Task details
How many lines in the records below contain the word "tokio"? Reply with the number alone.

========================================================================

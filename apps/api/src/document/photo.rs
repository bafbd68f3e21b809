//! Photo framing: the drag gesture that moves the vertical crop offset.
//!
//! Shared by every template: layouts only choose how the photo is masked,
//! never how the offset is computed.

use serde::{Deserialize, Serialize};

pub const MIN_OFFSET: f64 = 0.0;
pub const MAX_OFFSET: f64 = 100.0;

pub fn clamp_offset(value: f64) -> f64 {
    if value.is_nan() {
        return super::model::DEFAULT_PHOTO_OFFSET;
    }
    value.clamp(MIN_OFFSET, MAX_OFFSET)
}

/// An in-progress pointer drag. Captured on pointer-down.
#[derive(Debug, Clone, Copy, PartialEq, Serialize, Deserialize)]
pub struct DragGesture {
    pub start_offset: f64,
    pub start_y: f64,
}

impl DragGesture {
    pub fn begin(start_offset: f64, start_y: f64) -> Self {
        Self {
            start_offset: clamp_offset(start_offset),
            start_y,
        }
    }

    /// Offset for a pointer at `current_y` inside a container `container_height` tall.
    /// A zero or negative height is treated as 1 so the result stays finite.
    pub fn offset_at(&self, current_y: f64, container_height: f64) -> f64 {
        let height = if container_height > 0.0 {
            container_height
        } else {
            1.0
        };
        clamp_offset(self.start_offset + (current_y - self.start_y) / height * 100.0)
    }
}

#[cfg(test)]
mod tests {
    use super::*;

    #[test]
    fn test_drag_moves_proportionally() {
        let drag = DragGesture::begin(50.0, 100.0);
        assert_eq!(drag.offset_at(120.0, 200.0), 60.0);
        assert_eq!(drag.offset_at(80.0, 200.0), 40.0);
    }

    #[test]
    fn test_drag_result_is_always_clamped() {
        let drag = DragGesture::begin(50.0, 0.0);
        for delta in [-1e9, -500.0, -51.0, 0.0, 49.9, 51.0, 1e9] {
            let offset = drag.offset_at(delta, 100.0);
            assert!((MIN_OFFSET..=MAX_OFFSET).contains(&offset), "{delta} -> {offset}");
        }
        assert_eq!(drag.offset_at(-1e9, 100.0), 0.0);
        assert_eq!(drag.offset_at(1e9, 100.0), 100.0);
    }

    #[test]
    fn test_zero_height_container_does_not_divide_by_zero() {
        let drag = DragGesture::begin(10.0, 0.0);
        assert_eq!(drag.offset_at(0.5, 0.0), 60.0);
    }

    #[test]
    fn test_nan_offsets_reset_to_default() {
        assert_eq!(clamp_offset(f64::NAN), 50.0);
        assert_eq!(clamp_offset(150.0), 100.0);
    }
}
//! Snapshot format: `{ data, modifiedFields, language, savedAt }`.
//!
//! Decoding is lenient. Each top-level value and each document field is read
//! on its own, and anything missing or of the wrong shape falls back to the
//! built-in example for the snapshot's language. Only unreadable files and
//! invalid JSON are errors, and those leave the caller's session untouched.

use std::path::{Path, PathBuf};

use chrono::{DateTime, Utc};
use serde::de::DeserializeOwned;
use serde::Serialize;
use serde_json::{Map, Value};
use thiserror::Error;
use tracing::{debug, info, warn};

use crate::document::example::example_document;
use crate::document::model::{
    CvDocument, Education, Experience, ListField, SectionKind, TemplateKind, TextField,
    DEFAULT_PHOTO_OFFSET,
};
use crate::document::photo::clamp_offset;
use crate::document::session::EditorSession;
use crate::document::tracker::{EditKey, EditTracker};
use crate::locale::Language;

#[derive(Debug, Error)]
pub enum SnapshotError {
    #[error("Snapshot I/O error: {0}")]
    Io(#[from] std::io::Error),

    #[error("Snapshot is not valid JSON: {0}")]
    Json(#[from] serde_json::Error),
}

#[derive(Debug, Clone, PartialEq, Serialize)]
#[serde(rename_all = "camelCase")]
pub struct Snapshot {
    pub data: CvDocument,
    pub modified_fields: EditTracker,
    pub language: Language,
    #[serde(skip_serializing_if = "Option::is_none")]
    pub saved_at: Option<DateTime<Utc>>,
}

impl Snapshot {
    pub fn capture(session: &EditorSession) -> Self {
        Self {
            data: session.document().clone(),
            modified_fields: session.tracker().clone(),
            language: session.language(),
            saved_at: Some(Utc::now()),
        }
    }

    pub fn to_json(&self) -> Result<String, SnapshotError> {
        Ok(serde_json::to_string_pretty(self)?)
    }

    /// Decodes `raw`, using `default_language` when the snapshot names none it supports.
    pub fn parse(raw: &str, default_language: Language) -> Result<Self, SnapshotError> {
        let root: Map<String, Value> = serde_json::from_str(raw)?;

        let language = root
            .get("language")
            .and_then(Value::as_str)
            .and_then(|s| s.parse().ok())
            .unwrap_or(default_language);

        let data = match root.get("data") {
            Some(Value::Object(fields)) => decode_document(fields, language),
            _ => {
                warn!("Snapshot has no document object, using example content");
                example_document(language)
            }
        };

        let mut modified_fields = EditTracker::new();
        if let Some(Value::Array(keys)) = root.get("modifiedFields") {
            let mut skipped = 0usize;
            for key in keys {
                match key.as_str().map(str::parse::<EditKey>) {
                    Some(Ok(key)) => modified_fields.mark_edited(key),
                    _ => skipped += 1,
                }
            }
            if skipped > 0 {
                warn!("Skipped {skipped} unparseable edit keys in snapshot");
            }
        }

        let saved_at = root
            .get("savedAt")
            .cloned()
            .and_then(|v| serde_json::from_value(v).ok());

        Ok(Self {
            data,
            modified_fields,
            language,
            saved_at,
        })
    }

    /// Builds a session; keys pointing at entries or items that no longer exist are dropped.
    pub fn into_session(self) -> EditorSession {
        EditorSession::from_parts(self.data, self.modified_fields, self.language)
    }
}

/// `birth_date` -> `birthDate`
fn camel_key(snake: &str) -> String {
    let mut out = String::with_capacity(snake.len());
    let mut upper = false;
    for c in snake.chars() {
        if c == '_' {
            upper = true;
        } else if upper {
            out.extend(c.to_uppercase());
            upper = false;
        } else {
            out.push(c);
        }
    }
    out
}

fn take<T: DeserializeOwned>(fields: &Map<String, Value>, key: &str) -> Option<T> {
    let value = fields.get(key)?.clone();
    match serde_json::from_value(value) {
        Ok(v) => Some(v),
        Err(e) => {
            debug!("Ignoring malformed snapshot field '{key}': {e}");
            None
        }
    }
}

/// Entry arrays keep every well-formed entry; a non-array falls back entirely.
fn take_entries<T: DeserializeOwned>(fields: &Map<String, Value>, key: &str) -> Option<Vec<T>> {
    let Value::Array(items) = fields.get(key)? else {
        return None;
    };
    let decoded: Vec<T> = items
        .iter()
        .filter_map(|item| serde_json::from_value(item.clone()).ok())
        .collect();
    if decoded.len() < items.len() {
        warn!(
            "Dropped {} malformed '{key}' entries from snapshot",
            items.len() - decoded.len()
        );
    }
    Some(decoded)
}

fn decode_document(fields: &Map<String, Value>, language: Language) -> CvDocument {
    let mut doc = example_document(language);

    for field in TextField::ALL {
        if let Some(value) = take::<String>(fields, &camel_key(field.as_str())) {
            *doc.text_mut(field) = value;
        }
    }
    for field in ListField::ALL {
        if let Some(items) = take::<Vec<String>>(fields, &camel_key(field.as_str())) {
            *doc.list_mut(field) = items;
        }
    }
    if let Some(entries) = take_entries::<Experience>(fields, "experiences") {
        doc.experiences = entries;
    }
    if let Some(entries) = take_entries::<Education>(fields, "education") {
        doc.education = entries;
    }

    doc.profile_image = match fields.get("profileImage") {
        Some(Value::String(uri)) if !uri.is_empty() => Some(uri.clone()),
        _ => None,
    };
    doc.profile_image_pos = fields
        .get("profileImagePos")
        .and_then(Value::as_f64)
        .map(clamp_offset)
        .unwrap_or(DEFAULT_PHOTO_OFFSET);
    if let Some(name) = fields.get("template").and_then(Value::as_str) {
        doc.template = TemplateKind::resolve(name);
    }

    if let Some(Value::Object(titles)) = fields.get("sectionTitles") {
        for section in SectionKind::ALL {
            if let Some(title) = take::<String>(titles, &camel_key(section.as_str())) {
                *doc.section_titles.get_mut(section) = title;
            }
        }
    }
    doc
}

/// JSON file holding the single saved snapshot.
#[derive(Debug, Clone)]
pub struct SnapshotStore {
    path: PathBuf,
}

impl SnapshotStore {
    pub fn new(path: impl Into<PathBuf>) -> Self {
        Self { path: path.into() }
    }

    pub fn path(&self) -> &Path {
        &self.path
    }

    pub async fn save(&self, snapshot: &Snapshot) -> Result<(), SnapshotError> {
        let json = snapshot.to_json()?;
        if let Some(parent) = self.path.parent().filter(|p| !p.as_os_str().is_empty()) {
            tokio::fs::create_dir_all(parent).await?;
        }
        tokio::fs::write(&self.path, json).await?;
        info!("Saved snapshot to {}", self.path.display());
        Ok(())
    }

    /// `Ok(None)` when nothing has been saved yet.
    pub async fn load(&self, default_language: Language) -> Result<Option<Snapshot>, SnapshotError> {
        let raw = match tokio::fs::read_to_string(&self.path).await {
            Ok(raw) => raw,
            Err(e) if e.kind() == std::io::ErrorKind::NotFound => return Ok(None),
            Err(e) => return Err(e.into()),
        };
        let snapshot = Snapshot::parse(&raw, default_language)?;
        info!("Loaded snapshot from {}", self.path.display());
        Ok(Some(snapshot))
    }
}

#[cfg(test)]
mod tests {
    use super::*;
    use crate::document::model::{EntryId, ExperienceField};
    use serde_json::json;

    #[test]
    fn test_camel_key() {
        assert_eq!(camel_key("birth_date"), "birthDate");
        assert_eq!(camel_key("soft_skills"), "softSkills");
        assert_eq!(camel_key("personal_info"), "personalInfo");
        assert_eq!(camel_key("email"), "email");
    }

    #[test]
    fn test_capture_then_parse_restores_session() {
        let mut session = EditorSession::new(Language::Es);
        session.set_text(TextField::FullName, "Lucia Gomez");
        session.update_list_item(ListField::Skills, 0, "Kotlin".into()).unwrap();
        session.set_template(TemplateKind::Elegant);

        let json = Snapshot::capture(&session).to_json().unwrap();
        let restored = Snapshot::parse(&json, Language::It).unwrap().into_session();

        assert_eq!(restored.document(), session.document());
        assert_eq!(restored.tracker(), session.tracker());
        assert_eq!(restored.language(), Language::Es);
    }

    #[test]
    fn test_missing_offset_defaults_and_out_of_range_clamps() {
        let missing = Snapshot::parse(r#"{ "data": { "fullName": "X" } }"#, Language::It).unwrap();
        assert_eq!(missing.data.profile_image_pos, 50.0);
        assert_eq!(missing.data.full_name, "X");

        let high = Snapshot::parse(r#"{ "data": { "profileImagePos": 180 } }"#, Language::It).unwrap();
        assert_eq!(high.data.profile_image_pos, 100.0);
    }

    #[test]
    fn test_malformed_fields_fall_back_individually() {
        let raw = json!({
            "data": {
                "role": 42,
                "email": "me@example.com",
                "skills": "not a list",
                "template": "brutalist",
                "sectionTitles": { "skills": "Tools", "summary": 7 }
            },
            "modifiedFields": ["field:email", "bogus", 3, "title:skills"],
            "language": "de"
        })
        .to_string();

        let snapshot = Snapshot::parse(&raw, Language::En).unwrap();
        let example = example_document(Language::En);
        assert_eq!(snapshot.language, Language::En);
        assert_eq!(snapshot.data.role, example.role);
        assert_eq!(snapshot.data.email, "me@example.com");
        assert_eq!(snapshot.data.skills, example.skills);
        assert_eq!(snapshot.data.template, TemplateKind::Modern);
        assert_eq!(snapshot.data.section_titles.skills, "Tools");
        assert_eq!(snapshot.data.section_titles.summary, example.section_titles.summary);
        assert_eq!(snapshot.modified_fields.len(), 2);
    }

    #[test]
    fn test_keys_for_missing_entries_are_dropped_on_restore() {
        let raw = json!({
            "data": {
                "experiences": [
                    { "id": "a", "company": "Acme", "role": "Dev", "period": "2020", "description": "" },
                    { "id": "broken" }
                ],
                "skills": ["Rust"]
            },
            "modifiedFields": ["experience:a:role", "experience:gone:role", "list:skills:4"]
        })
        .to_string();

        let session = Snapshot::parse(&raw, Language::It).unwrap().into_session();
        assert_eq!(session.document().experiences.len(), 1);
        assert!(session.is_edited(&EditKey::Experience {
            id: EntryId::from("a"),
            field: ExperienceField::Role
        }));
        assert_eq!(session.tracker().len(), 1);
    }

    #[test]
    fn test_invalid_json_is_an_error() {
        assert!(matches!(
            Snapshot::parse("{ not json", Language::It),
            Err(SnapshotError::Json(_))
        ));
        assert!(Snapshot::parse("[1, 2]", Language::It).is_err());
    }

    #[tokio::test]
    async fn test_store_round_trip_and_missing_file() {
        let dir = tempfile::tempdir().unwrap();
        let store = SnapshotStore::new(dir.path().join("nested").join("cv.json"));
        assert!(store.load(Language::It).await.unwrap().is_none());

        let mut session = EditorSession::new(Language::Pt);
        session.set_photo("data:image/png;base64,AA".to_string());
        store.save(&Snapshot::capture(&session)).await.unwrap();

        let loaded = store.load(Language::It).await.unwrap().unwrap();
        assert_eq!(loaded.language, Language::Pt);
        assert_eq!(loaded.data.profile_image.as_deref(), Some("data:image/png;base64,AA"));
        assert!(loaded.saved_at.is_some());
    }

    #[tokio::test]
    async fn test_corrupt_file_reports_error() {
        let file = tempfile::NamedTempFile::new().unwrap();
        tokio::fs::write(file.path(), "garbage").await.unwrap();
        let store = SnapshotStore::new(file.path());
        assert!(store.load(Language::It).await.is_err());
    }
}
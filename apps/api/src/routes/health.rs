use axum::Json;
use serde_json::{json, Value};

/// GET /health
/// Returns a simple status object with service version.
pub async fn health_handler() -> Json<Value> {
    Json(json!({
        "status": "ok",
        "version": env!("CARGO_PKG_VERSION"),
        "service": "cvstudio"
    }))
}

/// GET /api/health
pub async fn api_health_handler() -> Json<Value> {
    Json(json!({ "ok": true }))
}
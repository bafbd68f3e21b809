use crate::document::model::{ExperienceField as Exp, ListField, SectionKind, TextField};
use crate::render::{EmptyPolicy, PhotoShape, PhotoStyle, Projection, Region, RenderNode};

pub fn layout(p: &Projection<'_>) -> RenderNode {
    let mut side = vec![
        p.photo(PhotoStyle::new(PhotoShape::Circle).grayscale()),
        RenderNode::section(
            SectionKind::Contact,
            vec![
                p.title(SectionKind::Contact),
                p.text(TextField::Email),
                p.text(TextField::Phone),
                p.text(TextField::Location),
            ],
        ),
    ];
    side.extend(p.social_section());
    side.extend(p.list_section(ListField::Languages, EmptyPolicy::Hide, None));
    side.extend(p.list_section(ListField::Skills, EmptyPolicy::Hide, None));

    let mut main = vec![
        p.text(TextField::FullName),
        p.text(TextField::Role),
        p.summary_section(false),
    ];
    main.extend(p.experience_section(
        &[Exp::Period, Exp::Role, Exp::Company, Exp::Description],
        EmptyPolicy::Hide,
    ));

    RenderNode::region(
        Region::Page,
        vec![
            RenderNode::region(Region::Sidebar, side),
            RenderNode::region(Region::Main, main),
        ],
    )
}
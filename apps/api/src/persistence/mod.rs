// Session snapshots on disk.

pub mod snapshot;

pub use snapshot::{Snapshot, SnapshotError, SnapshotStore};
use crate::document::model::{ExperienceField as Exp, ListField, SectionKind, TextField};
use crate::render::{
    EmptyPolicy, Icon, PhotoShape, PhotoStyle, Projection, Region, RenderNode,
};

pub fn layout(p: &Projection<'_>) -> RenderNode {
    let mut aside = vec![
        p.photo(PhotoStyle::new(PhotoShape::Rounded).with_fallback(Icon::User)),
        RenderNode::section(
            SectionKind::Contact,
            vec![
                p.title(SectionKind::Contact),
                p.contact_row(Icon::Mail, TextField::Email),
                p.contact_row(Icon::Phone, TextField::Phone),
                p.contact_row(Icon::MapPin, TextField::Location),
            ],
        ),
    ];
    aside.extend(p.list_section(ListField::Skills, EmptyPolicy::Hide, None));
    aside.extend(p.list_section(ListField::Languages, EmptyPolicy::Hide, None));

    let mut main = vec![
        RenderNode::region(
            Region::Header,
            vec![p.text(TextField::FullName), p.text(TextField::Role)],
        ),
        p.summary_section(false),
    ];
    main.extend(p.experience_section(
        &[Exp::Role, Exp::Period, Exp::Company, Exp::Description],
        EmptyPolicy::Hide,
    ));
    main.extend(p.social_section());

    RenderNode::region(
        Region::Page,
        vec![
            RenderNode::region(Region::Sidebar, aside),
            RenderNode::region(Region::Main, main),
        ],
    )
}
use axum::{
    http::StatusCode,
    response::{IntoResponse, Response},
    Json,
};
use serde_json::json;
use thiserror::Error;

use crate::document::EditError;
use crate::llm_client::LlmError;
use crate::persistence::SnapshotError;

/// Application-level error type.
/// Implements `IntoResponse` so Axum handlers can return `Result<T, AppError>`.
#[derive(Debug, Error)]
pub enum AppError {
    #[error("Not found: {0}")]
    NotFound(String),

    #[error("Validation error: {0}")]
    Validation(String),

    #[error("Edit rejected: {0}")]
    Edit(#[from] EditError),

    #[error("LLM error: {0}")]
    Llm(#[from] LlmError),

    #[error("Snapshot error: {0}")]
    Snapshot(#[from] SnapshotError),
}

impl AppError {
    fn parts(&self) -> (StatusCode, &'static str, String) {
        match self {
            AppError::NotFound(msg) => (StatusCode::NOT_FOUND, "NOT_FOUND", msg.clone()),
            AppError::Validation(msg) => (StatusCode::BAD_REQUEST, "VALIDATION_ERROR", msg.clone()),
            AppError::Edit(e) => {
                tracing::warn!("Rejected edit: {e}");
                match e {
                    EditError::IndexOutOfRange { .. } | EditError::UnknownEntry { .. } => {
                        (StatusCode::NOT_FOUND, "NOT_FOUND", e.to_string())
                    }
                    EditError::UnknownListField(_)
                    | EditError::PhotoMissing
                    | EditError::NoActiveDrag => {
                        (StatusCode::BAD_REQUEST, "VALIDATION_ERROR", e.to_string())
                    }
                }
            }
            AppError::Llm(LlmError::MissingApiKey) => {
                tracing::error!("Text enhancement requested without an API key");
                (
                    StatusCode::INTERNAL_SERVER_ERROR,
                    "MISSING_API_KEY",
                    "Missing GEMINI_API_KEY on server".to_string(),
                )
            }
            AppError::Llm(e) => {
                tracing::error!("LLM error: {e}");
                (
                    StatusCode::INTERNAL_SERVER_ERROR,
                    "LLM_ERROR",
                    "Gemini request failed".to_string(),
                )
            }
            AppError::Snapshot(e) => {
                tracing::error!("Snapshot error: {e}");
                (
                    StatusCode::INTERNAL_SERVER_ERROR,
                    "SNAPSHOT_ERROR",
                    "The saved CV could not be read or written".to_string(),
                )
            }
        }
    }
}

impl IntoResponse for AppError {
    fn into_response(self) -> Response {
        let (status, code, message) = self.parts();

        let body = Json(json!({
            "error": {
                "code": code,
                "message": message
            }
        }));

        (status, body).into_response()
    }
}
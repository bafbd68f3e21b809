use crate::document::model::{
    EducationField as Edu, ExperienceField as Exp, ListField, TextField,
};
use crate::render::{EmptyPolicy, Projection, Region, RenderNode};

pub fn layout(p: &Projection<'_>) -> RenderNode {
    let header = RenderNode::region(
        Region::Header,
        vec![
            p.text(TextField::FullName),
            p.text(TextField::Role),
            RenderNode::region(
                Region::Column,
                vec![
                    p.text(TextField::Email),
                    p.text(TextField::Phone),
                    p.text(TextField::Location),
                ],
            ),
        ],
    );

    let mut main = vec![p.summary_section(true)];
    main.extend(p.experience_section(
        &[Exp::Role, Exp::Company, Exp::Period, Exp::Description],
        EmptyPolicy::Caption,
    ));

    let mut lower = Vec::new();
    lower.extend(p.list_section(ListField::Skills, EmptyPolicy::Caption, None));
    lower.extend(p.social_section());
    lower.extend(p.education_section(&[Edu::Degree, Edu::School, Edu::Year], EmptyPolicy::Caption));
    main.push(RenderNode::region(Region::Column, lower));

    RenderNode::region(
        Region::Page,
        vec![header, RenderNode::region(Region::Main, main)],
    )
}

========================================================================

Answer section
6